■ **WHAT TO WORK ON**
Copy out each line of the entries where the word "this" is present.

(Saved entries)
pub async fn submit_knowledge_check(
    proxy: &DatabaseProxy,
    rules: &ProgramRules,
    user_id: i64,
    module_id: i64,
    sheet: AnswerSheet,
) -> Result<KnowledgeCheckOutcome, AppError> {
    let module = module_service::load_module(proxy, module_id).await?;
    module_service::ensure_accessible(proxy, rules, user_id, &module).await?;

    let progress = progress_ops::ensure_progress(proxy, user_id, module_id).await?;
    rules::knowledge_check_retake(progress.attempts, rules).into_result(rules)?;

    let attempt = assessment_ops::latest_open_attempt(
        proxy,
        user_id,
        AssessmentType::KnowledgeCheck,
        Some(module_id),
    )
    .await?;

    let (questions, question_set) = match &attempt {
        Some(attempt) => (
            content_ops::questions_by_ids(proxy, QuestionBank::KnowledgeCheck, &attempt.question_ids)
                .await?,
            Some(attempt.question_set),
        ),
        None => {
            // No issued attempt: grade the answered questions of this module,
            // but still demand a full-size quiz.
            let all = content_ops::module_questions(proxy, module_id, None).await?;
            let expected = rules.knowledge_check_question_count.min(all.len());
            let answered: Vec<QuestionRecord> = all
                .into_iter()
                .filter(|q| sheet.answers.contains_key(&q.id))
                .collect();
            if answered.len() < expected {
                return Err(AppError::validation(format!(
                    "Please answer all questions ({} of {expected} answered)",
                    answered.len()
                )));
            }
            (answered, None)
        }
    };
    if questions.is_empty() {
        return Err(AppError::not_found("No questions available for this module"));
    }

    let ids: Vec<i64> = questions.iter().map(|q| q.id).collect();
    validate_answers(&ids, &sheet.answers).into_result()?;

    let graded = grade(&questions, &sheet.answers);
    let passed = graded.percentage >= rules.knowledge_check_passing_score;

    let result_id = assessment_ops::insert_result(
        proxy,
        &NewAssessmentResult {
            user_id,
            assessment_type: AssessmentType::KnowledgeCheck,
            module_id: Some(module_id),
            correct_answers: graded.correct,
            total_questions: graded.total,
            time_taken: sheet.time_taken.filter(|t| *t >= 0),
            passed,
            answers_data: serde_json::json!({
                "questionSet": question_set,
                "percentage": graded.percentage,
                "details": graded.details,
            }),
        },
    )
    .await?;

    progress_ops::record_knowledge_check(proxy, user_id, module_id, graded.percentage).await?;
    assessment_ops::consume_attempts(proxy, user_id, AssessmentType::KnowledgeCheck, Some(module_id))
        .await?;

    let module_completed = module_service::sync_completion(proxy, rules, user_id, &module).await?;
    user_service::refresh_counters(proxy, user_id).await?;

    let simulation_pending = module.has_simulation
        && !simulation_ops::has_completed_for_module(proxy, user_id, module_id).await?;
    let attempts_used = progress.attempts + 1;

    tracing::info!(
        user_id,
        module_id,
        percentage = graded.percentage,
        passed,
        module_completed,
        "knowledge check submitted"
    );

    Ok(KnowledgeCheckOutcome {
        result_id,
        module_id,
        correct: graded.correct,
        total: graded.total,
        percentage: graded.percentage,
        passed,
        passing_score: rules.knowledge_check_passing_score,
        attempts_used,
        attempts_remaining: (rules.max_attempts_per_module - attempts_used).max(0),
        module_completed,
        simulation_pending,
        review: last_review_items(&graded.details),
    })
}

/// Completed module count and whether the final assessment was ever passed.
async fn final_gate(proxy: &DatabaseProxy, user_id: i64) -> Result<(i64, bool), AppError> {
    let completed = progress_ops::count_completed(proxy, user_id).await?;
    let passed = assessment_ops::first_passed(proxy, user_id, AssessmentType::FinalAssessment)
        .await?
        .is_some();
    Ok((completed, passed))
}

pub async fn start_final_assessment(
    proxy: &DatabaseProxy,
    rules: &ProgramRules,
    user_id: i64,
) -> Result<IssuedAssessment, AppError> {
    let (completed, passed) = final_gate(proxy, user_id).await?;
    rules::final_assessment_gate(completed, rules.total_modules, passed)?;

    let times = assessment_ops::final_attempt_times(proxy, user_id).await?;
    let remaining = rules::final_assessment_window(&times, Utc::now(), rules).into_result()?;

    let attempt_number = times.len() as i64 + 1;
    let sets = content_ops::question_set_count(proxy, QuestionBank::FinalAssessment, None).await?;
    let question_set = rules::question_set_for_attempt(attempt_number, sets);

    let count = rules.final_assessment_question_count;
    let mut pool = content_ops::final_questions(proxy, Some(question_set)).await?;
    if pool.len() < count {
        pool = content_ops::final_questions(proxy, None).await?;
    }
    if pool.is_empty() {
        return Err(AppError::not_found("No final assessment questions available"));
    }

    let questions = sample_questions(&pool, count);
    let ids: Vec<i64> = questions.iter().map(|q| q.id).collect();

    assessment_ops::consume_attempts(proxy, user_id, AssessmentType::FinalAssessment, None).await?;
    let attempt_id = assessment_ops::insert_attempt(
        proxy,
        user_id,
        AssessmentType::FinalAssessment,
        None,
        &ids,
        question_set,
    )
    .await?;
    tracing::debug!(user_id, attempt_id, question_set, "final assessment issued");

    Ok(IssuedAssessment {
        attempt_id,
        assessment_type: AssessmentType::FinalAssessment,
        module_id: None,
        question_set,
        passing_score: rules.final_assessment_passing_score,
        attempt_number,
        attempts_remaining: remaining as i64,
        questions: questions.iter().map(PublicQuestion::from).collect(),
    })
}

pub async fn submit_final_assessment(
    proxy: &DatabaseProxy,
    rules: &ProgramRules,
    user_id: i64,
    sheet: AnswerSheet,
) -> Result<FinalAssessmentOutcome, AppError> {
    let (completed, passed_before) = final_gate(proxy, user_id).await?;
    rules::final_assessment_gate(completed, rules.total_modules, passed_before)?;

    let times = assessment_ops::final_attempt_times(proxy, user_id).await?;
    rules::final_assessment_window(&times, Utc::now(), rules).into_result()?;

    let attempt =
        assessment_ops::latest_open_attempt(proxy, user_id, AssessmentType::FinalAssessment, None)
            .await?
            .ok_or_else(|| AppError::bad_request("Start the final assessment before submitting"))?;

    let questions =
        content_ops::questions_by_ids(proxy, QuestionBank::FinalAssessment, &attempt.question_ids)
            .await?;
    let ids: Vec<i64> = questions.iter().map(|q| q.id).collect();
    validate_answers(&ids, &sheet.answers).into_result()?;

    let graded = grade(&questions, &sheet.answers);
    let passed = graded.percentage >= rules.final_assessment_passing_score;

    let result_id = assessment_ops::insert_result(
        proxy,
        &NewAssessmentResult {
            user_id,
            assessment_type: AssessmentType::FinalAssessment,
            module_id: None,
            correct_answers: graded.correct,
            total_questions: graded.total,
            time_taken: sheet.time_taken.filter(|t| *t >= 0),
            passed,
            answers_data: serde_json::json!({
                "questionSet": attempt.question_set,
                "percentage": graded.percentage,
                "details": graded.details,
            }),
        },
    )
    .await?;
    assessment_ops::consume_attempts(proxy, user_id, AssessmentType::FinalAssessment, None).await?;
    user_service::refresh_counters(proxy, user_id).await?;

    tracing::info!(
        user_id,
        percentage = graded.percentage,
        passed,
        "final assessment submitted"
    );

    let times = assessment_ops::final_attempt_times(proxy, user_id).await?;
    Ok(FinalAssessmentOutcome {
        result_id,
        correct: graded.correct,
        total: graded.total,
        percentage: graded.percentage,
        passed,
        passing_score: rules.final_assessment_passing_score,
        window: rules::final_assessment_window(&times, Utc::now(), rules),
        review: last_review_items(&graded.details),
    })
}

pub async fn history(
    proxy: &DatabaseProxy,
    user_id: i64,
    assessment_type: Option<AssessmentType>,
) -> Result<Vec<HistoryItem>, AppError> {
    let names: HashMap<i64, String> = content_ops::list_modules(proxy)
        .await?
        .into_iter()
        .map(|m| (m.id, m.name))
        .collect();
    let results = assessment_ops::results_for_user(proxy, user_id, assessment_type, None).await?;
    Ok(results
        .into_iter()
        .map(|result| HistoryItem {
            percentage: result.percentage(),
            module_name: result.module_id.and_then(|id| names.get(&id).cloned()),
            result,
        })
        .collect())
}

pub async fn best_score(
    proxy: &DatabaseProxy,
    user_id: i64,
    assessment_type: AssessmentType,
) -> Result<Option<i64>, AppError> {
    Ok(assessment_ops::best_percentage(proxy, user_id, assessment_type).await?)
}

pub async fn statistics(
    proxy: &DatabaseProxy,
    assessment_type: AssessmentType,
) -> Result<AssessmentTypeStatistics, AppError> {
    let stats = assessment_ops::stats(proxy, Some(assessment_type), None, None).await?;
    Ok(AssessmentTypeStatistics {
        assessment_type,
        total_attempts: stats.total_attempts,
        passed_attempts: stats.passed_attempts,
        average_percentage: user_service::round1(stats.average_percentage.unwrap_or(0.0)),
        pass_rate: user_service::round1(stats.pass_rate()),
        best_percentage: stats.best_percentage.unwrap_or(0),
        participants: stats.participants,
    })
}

■ **RESULT**
            // No issued attempt: grade the answered questions of this module,
        return Err(AppError::not_found("No questions available for this module"));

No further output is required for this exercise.